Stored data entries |
+++++
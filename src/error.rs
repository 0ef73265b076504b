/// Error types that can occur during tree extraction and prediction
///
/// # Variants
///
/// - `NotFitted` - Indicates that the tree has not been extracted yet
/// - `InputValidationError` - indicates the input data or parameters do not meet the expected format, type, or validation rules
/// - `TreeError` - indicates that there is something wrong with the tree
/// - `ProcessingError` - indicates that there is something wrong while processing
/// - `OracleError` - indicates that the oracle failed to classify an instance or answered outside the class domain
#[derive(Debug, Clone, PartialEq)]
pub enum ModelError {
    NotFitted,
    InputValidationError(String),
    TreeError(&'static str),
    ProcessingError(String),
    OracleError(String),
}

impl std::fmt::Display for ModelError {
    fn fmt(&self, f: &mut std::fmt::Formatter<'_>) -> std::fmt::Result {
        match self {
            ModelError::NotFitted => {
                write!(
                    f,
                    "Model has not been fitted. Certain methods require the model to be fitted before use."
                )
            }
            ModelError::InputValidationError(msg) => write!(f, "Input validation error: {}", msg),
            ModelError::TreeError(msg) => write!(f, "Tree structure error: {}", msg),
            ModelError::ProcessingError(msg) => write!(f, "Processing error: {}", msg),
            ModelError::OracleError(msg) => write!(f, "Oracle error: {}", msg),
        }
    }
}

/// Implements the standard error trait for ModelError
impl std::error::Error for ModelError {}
+++++
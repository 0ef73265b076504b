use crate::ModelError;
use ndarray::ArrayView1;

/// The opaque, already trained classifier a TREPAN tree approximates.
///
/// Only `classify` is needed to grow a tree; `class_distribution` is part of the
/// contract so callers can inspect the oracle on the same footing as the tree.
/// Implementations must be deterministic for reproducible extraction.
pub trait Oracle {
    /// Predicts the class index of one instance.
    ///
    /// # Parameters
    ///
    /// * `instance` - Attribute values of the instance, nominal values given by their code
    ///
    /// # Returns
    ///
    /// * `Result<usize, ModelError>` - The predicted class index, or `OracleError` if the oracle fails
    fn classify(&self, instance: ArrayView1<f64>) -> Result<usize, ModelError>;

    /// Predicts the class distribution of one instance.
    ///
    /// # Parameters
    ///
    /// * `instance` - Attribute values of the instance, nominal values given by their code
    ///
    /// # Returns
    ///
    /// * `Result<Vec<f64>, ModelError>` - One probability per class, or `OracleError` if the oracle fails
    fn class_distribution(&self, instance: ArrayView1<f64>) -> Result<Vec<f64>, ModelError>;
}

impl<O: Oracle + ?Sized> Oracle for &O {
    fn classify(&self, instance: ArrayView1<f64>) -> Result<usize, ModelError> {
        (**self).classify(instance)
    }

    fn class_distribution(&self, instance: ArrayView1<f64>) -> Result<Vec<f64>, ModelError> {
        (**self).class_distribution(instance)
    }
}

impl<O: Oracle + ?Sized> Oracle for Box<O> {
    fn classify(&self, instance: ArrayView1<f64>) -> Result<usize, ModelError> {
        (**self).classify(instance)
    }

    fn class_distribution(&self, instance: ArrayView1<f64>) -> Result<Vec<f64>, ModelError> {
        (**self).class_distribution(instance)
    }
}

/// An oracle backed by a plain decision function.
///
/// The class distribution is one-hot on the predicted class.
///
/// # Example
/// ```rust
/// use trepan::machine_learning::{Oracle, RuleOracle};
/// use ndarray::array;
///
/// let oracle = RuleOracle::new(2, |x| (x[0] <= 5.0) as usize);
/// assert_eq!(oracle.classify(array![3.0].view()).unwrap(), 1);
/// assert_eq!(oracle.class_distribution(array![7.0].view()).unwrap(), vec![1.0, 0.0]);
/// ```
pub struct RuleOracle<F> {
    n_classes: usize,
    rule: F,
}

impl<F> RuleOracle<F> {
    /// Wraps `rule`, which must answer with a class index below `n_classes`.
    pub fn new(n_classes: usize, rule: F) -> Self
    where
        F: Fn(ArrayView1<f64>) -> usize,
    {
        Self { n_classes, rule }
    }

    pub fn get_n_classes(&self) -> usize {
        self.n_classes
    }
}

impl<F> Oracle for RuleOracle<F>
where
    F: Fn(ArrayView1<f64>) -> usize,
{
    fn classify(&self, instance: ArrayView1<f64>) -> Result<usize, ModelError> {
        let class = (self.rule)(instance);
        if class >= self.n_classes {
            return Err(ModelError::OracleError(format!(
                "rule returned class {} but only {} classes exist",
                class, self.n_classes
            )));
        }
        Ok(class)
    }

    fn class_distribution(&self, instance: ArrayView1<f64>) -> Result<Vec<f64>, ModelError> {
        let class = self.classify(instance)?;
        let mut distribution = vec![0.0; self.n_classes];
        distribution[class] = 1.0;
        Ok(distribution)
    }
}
+++++
Problem details | Copy the lines above exactly, beginning at the line that has "filename src/error.rs" and stopping after the line that has "wrong while processing", and omit the rest.

Response for this exercise |
filename src/error.rs
repository 0ef73265b076504b
/// Error types that can occur during tree extraction and prediction
///
/// # Variants
///
/// - `NotFitted` - Indicates that the tree has not been extracted yet
/// - `InputValidationError` - indicates the input data or parameters do not meet the expected format, type, or validation rules
/// - `TreeError` - indicates that there is something wrong with the tree
/// - `ProcessingError` - indicates that there is something wrong while processing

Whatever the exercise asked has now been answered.